Whatever it is, we all need a goal. We don't run because we've nothing better to do. We run because we're motivated.

And yet how many of us live life unmotivated? How many of us just drift aimlessly through the years without any overarching goal? Are we missing out on all we could be, because we fail to find the right goals to aim for?

JC Penny, the famous American retailer, said, "Give me a stock clerk with a goal and I'll give you a man who will make history. Give me a man with no goals and I'll give you a stock clerk."

Goals release energy. They drive us forward, help us achieve more. They provide us with a vision of our preferred future, and they're absolutely vital if we want to live well. Many of us are used to applying goals to our careers and our work, but few of us have strong, motivating goals for our lives, our relationships and our inner worlds.

Use the following exercises to think about your life goals. Read the Training Notes for inspiration, then set about the Activities for Running and the Applications for Life.

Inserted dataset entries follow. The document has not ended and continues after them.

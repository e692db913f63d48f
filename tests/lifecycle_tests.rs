//! Select → init → run → cleanup through the facade.

use std::sync::atomic::{AtomicUsize, Ordering};
use std::sync::Arc;
use std::thread;
use std::time::{Duration, Instant};

use symbol_move::core::{
    CancelToken, Effect, EffectError, EffectMetadata, FrameBuffer, LifecycleDriver, LifecycleError,
    LifecycleState, Registry, RegistryError, RunContext, Surface,
};
use symbol_move::engine::builtin_registry;

use LifecycleState::*;

/// Hand-written effect that counts its cleanups.
struct Probe {
    fail_init: bool,
    cleanups: Arc<AtomicUsize>,
    frames: u32,
}

impl Effect for Probe {
    fn metadata(&self) -> EffectMetadata {
        let id = if self.fail_init { "broken" } else { "probe" };
        EffectMetadata::new(id, id, id)
    }

    fn fps(&self) -> u32 {
        60
    }

    fn init(&mut self, _surface: &dyn Surface) -> Result<(), EffectError> {
        if self.fail_init {
            return Err(EffectError::Init("no luck".into()));
        }
        Ok(())
    }

    fn update(&mut self, _dt: f64) {
        self.frames += 1;
    }

    fn render(&self, surface: &mut dyn Surface) {
        surface.put_str(0, 0, &self.frames.to_string(), Default::default());
    }

    fn cleanup(&mut self) -> Result<(), EffectError> {
        self.cleanups.fetch_add(1, Ordering::SeqCst);
        Ok(())
    }
}

fn registry(cleanups: &Arc<AtomicUsize>) -> Arc<Registry> {
    let registry = Registry::new();
    for fail_init in [false, true] {
        let cleanups = Arc::clone(cleanups);
        registry
            .register(move || {
                Box::new(Probe {
                    fail_init,
                    cleanups: Arc::clone(&cleanups),
                    frames: 0,
                })
            })
            .unwrap();
    }
    Arc::new(registry)
}

#[test]
fn init_failure_routes_through_error_back_to_selecting() {
    let cleanups = Arc::new(AtomicUsize::new(0));
    let mut driver = LifecycleDriver::new(registry(&cleanups));
    let before = cleanups.load(Ordering::SeqCst);

    let mut fb = FrameBuffer::new(10, 10);
    let err = driver
        .launch("broken", &mut fb, &RunContext::new(CancelToken::new()))
        .unwrap_err();

    assert!(matches!(err, LifecycleError::Init { ref id, .. } if id == "broken"));
    assert_eq!(driver.trace(), &[Selecting, Initializing, Error, Selecting]);
    assert_eq!(driver.state(), Selecting);
    assert_eq!(cleanups.load(Ordering::SeqCst) - before, 1);
    assert_eq!(fb.frames_shown(), 0);
}

#[test]
fn unknown_id_is_reported_and_recovered() {
    let cleanups = Arc::new(AtomicUsize::new(0));
    let mut driver = LifecycleDriver::new(registry(&cleanups));
    let mut fb = FrameBuffer::new(10, 10);
    let err = driver
        .launch("missing", &mut fb, &RunContext::new(CancelToken::new()))
        .unwrap_err();
    assert!(matches!(err, LifecycleError::Registry(RegistryError::NotFound(_))));
    assert_eq!(driver.state(), Selecting);
}

#[test]
fn cancel_from_another_thread_stops_the_run_promptly() {
    let cleanups = Arc::new(AtomicUsize::new(0));
    let mut driver = LifecycleDriver::new(registry(&cleanups));
    let before = cleanups.load(Ordering::SeqCst);

    let cancel = CancelToken::new();
    let remote = cancel.clone();
    let canceller = thread::spawn(move || {
        thread::sleep(Duration::from_millis(100));
        remote.cancel();
        Instant::now()
    });

    let mut fb = FrameBuffer::new(10, 2);
    driver.launch("probe", &mut fb, &RunContext::new(cancel)).unwrap();
    let returned = Instant::now();
    let fired = canceller.join().unwrap();

    // one 60 fps frame plus scheduling slack
    assert!(returned.duration_since(fired) < Duration::from_millis(100));
    assert!(fb.frames_shown() >= 1);
    assert_eq!(driver.trace(), &[Selecting, Initializing, Running, CleaningUp, Selecting]);
    assert_eq!(cleanups.load(Ordering::SeqCst) - before, 1);
}

#[test]
fn builtin_effect_runs_and_returns_to_selection() {
    let mut driver = LifecycleDriver::new(Arc::new(builtin_registry().unwrap()));
    let cancel = CancelToken::new();
    let remote = cancel.clone();
    let canceller = thread::spawn(move || {
        thread::sleep(Duration::from_millis(120));
        remote.cancel();
    });

    let mut fb = FrameBuffer::new(40, 20);
    driver.launch("plasma", &mut fb, &RunContext::new(cancel)).unwrap();
    canceller.join().unwrap();

    assert!(fb.frames_shown() >= 1);
    assert!(fb.non_blank_count() > 0);
    assert_eq!(driver.state(), Selecting);
}

#[test]
fn too_small_surface_fails_init() {
    let mut driver = LifecycleDriver::new(Arc::new(builtin_registry().unwrap()));
    let mut fb = FrameBuffer::new(8, 5);
    let err = driver
        .launch("tetris-auto", &mut fb, &RunContext::new(CancelToken::new()))
        .unwrap_err();
    assert!(err.to_string().contains("tetris-auto"));
    assert!(driver.trace().contains(&Error));
}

Training Notes. Philippians 3.12-21

I'm not saying that I have this all together, that I have it made. But I am well on my way, reaching out for Christ, who has so wondrously reached out for me. Friends, don't get me wrong: By no means do I count myself an expert in all of this, but I've got my eye on the goal, where God is beckoning us onward - to Jesus. I'm off and running, and I'm not turning back.

Let's keep focused on the goal, those of us who want everything God has for us.

So let's keep focused on that goal, those of us who want everything God has for us. If any of you have something else in mind, something less than total commitment, God will clear your blurred vision - you'll see it yet! Now that we're on the right track, let's stay on it.

Stick with me, friends. Keep track of those you see running this same course, headed for this same goal. There are many out there taking other paths, choosing other goals, and trying to get you to go along with them. I've warned you of them many times; sadly, I'm having to do it again. All they want is easy street. They hate Christ's Cross. But easy street is a dead-end street. Those who live there make their bellies their gods; belches are their praise; all they can think of is their appetites.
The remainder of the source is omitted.